Encapsulation of Cherry Laurel (Prunus laurocerasus) Extracts via Spray and Freeze Drying: Effects on Bioactive Compounds, Volatile Profile, and Physicochemical Properties of the Powder.

Abstract

This study evaluated the encapsulation of cherry laurel (Prunus laurocerasus) fruit extracts by spray drying and freeze-drying using gum arabic, maltodextrin, and their mixture. Powder yields ranged from 63.57% (MD165) to 98.33% (MD-L), with freeze-dried samples showing higher recovery. Encapsulation efficiencies varied between 23.89% and 83.82%, highest in gum arabic-coated powders. Moisture contents ranged from 2.85% to 7.55%, with water activity below 0.32 for all samples. The highest total phenolic content (469.14 mg GAE/100 g) and antioxidant capacity (514.39 mg TE/100 g) were observed in freeze-dried samples. Thirty-three volatile compounds were identified by GC-MS; alcohols and hydrocarbons were found at higher levels in freeze-dried samples, whereas ketones were primarily formed in spray-dried powders. PCA and heatmap analyses confirmed that drying method and coating material significantly affected volatile profiles.

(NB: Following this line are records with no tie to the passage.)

impl Node {
    /// Creates a new root checkout node in `running` state.
    #[must_use]
    pub fn checkout(
        tree: impl Into<String>,
        branch: impl Into<String>,
        commit: impl Into<String>,
        url: impl Into<String>,
    ) -> Self {
        let now = Utc::now();
        let revision = KernelRevision {
            tree: tree.into(),
            branch: branch.into(),
            commit: commit.into(),
            url: url.into(),
            describe: None,
        };
        Self {
            id: NodeId::generate(),
            kind: NodeKind::Checkout,
            name: "checkout".to_string(),
            path: vec!["checkout".to_string()],
            parent: None,
            group: None,
            state: NodeState::Running,
            result: None,
            data: NodeData {
                kernel_revision: Some(revision),
                ..NodeData::default()
            },
            artifacts: BTreeMap::new(),
            created: now,
            updated: now,
            timeout: now + Duration::hours(DEFAULT_TIMEOUT_HOURS),
            holdoff: None,
            jobfilter: None,
            owner: None,
            submitter: None,
            user_groups: Vec::new(),
            treeid: None,
        }
    }

    /// Creates a child node under `parent`, inheriting the revision,
    /// build parameters, tree fingerprint and job filter.
    #[must_use]
    pub fn child_of(parent: &Self, kind: NodeKind, name: impl Into<String>) -> Self {
        let name = name.into();
        let now = Utc::now();
        let mut path = parent.path.clone();
        path.push(name.clone());
        Self {
            id: NodeId::generate(),
            kind,
            name,
            path,
            parent: Some(parent.id.clone()),
            group: parent.group.clone(),
            state: NodeState::Running,
            result: None,
            data: NodeData {
                kernel_revision: parent.data.kernel_revision.clone(),
                arch: parent.data.arch.clone(),
                compiler: parent.data.compiler.clone(),
                defconfig: parent.data.defconfig.clone(),
                config_full: parent.data.config_full.clone(),
                fragments: parent.data.fragments.clone(),
                platform: parent.data.platform.clone(),
                runtime: parent.data.runtime.clone(),
                ..NodeData::default()
            },
            artifacts: BTreeMap::new(),
            created: now,
            updated: now,
            timeout: now + Duration::hours(DEFAULT_TIMEOUT_HOURS),
            holdoff: None,
            jobfilter: parent.jobfilter.clone(),
            owner: parent.owner.clone(),
            submitter: None,
            user_groups: parent.user_groups.clone(),
            treeid: parent.treeid.clone(),
        }
    }

    /// Advances the lifecycle state.
    ///
    /// # Errors
    ///
    /// Returns [`Error::InvalidTransition`] if `to` does not advance the
    /// monotone sequence.
    pub fn transition(&mut self, to: NodeState) -> Result<()> {
        if !self.state.can_transition(to) {
            return Err(Error::InvalidTransition {
                from: self.state,
                to,
            });
        }
        self.state = to;
        self.updated = Utc::now();
        Ok(())
    }

    /// Assigns the terminal result.
    ///
    /// # Errors
    ///
    /// Returns [`Error::ResultFinal`] if the node is already `done` with a
    /// different result.
    pub fn set_result(&mut self, result: NodeResult) -> Result<()> {
        if self.state == NodeState::Done {
            if let Some(existing) = self.result {
                if existing != result {
                    return Err(Error::ResultFinal {
                        node: self.id.to_string(),
                        result: existing.to_string(),
                    });
                }
            }
        }
        self.result = Some(result);
        self.updated = Utc::now();
        Ok(())
    }

    /// Returns true if the node is `done`.
    #[must_use]
    pub fn is_terminal(&self) -> bool {
        self.state == NodeState::Done
    }

    /// Returns the revision's (tree, branch) pair, when present.
    #[must_use]
    pub fn tree_branch(&self) -> Option<(&str, &str)> {
        self.data
            .kernel_revision
            .as_ref()
            .map(|rev| (rev.tree.as_str(), rev.branch.as_str()))
    }

    /// Returns the dotted path string, e.g. `checkout.kbuild-gcc-12-arm64`.
    #[must_use]
    pub fn path_str(&self) -> String {
        self.path.join(".")
    }
}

PCA score plots clearly separated freeze-dried and spray-dried groups, with PC1 and PC2 explaining over 60% of total variance. Heatmap clustering showed gum arabic improved retention of acetic acid and esters, while maltodextrin preserved aldehydes like benzaldehyde. SEM images revealed smooth, spherical particles in spray-dried samples and porous, fractured structures in freeze-dried powders. Overall, freeze-drying combined with gum arabic achieved the best retention of bioactive and volatile compounds, while spray drying with maltodextrin produced powders with good morphology and flowability. These results highlight how encapsulation method and wall material selection optimize the functional quality of cherry laurel powders for use in value-added functional food products.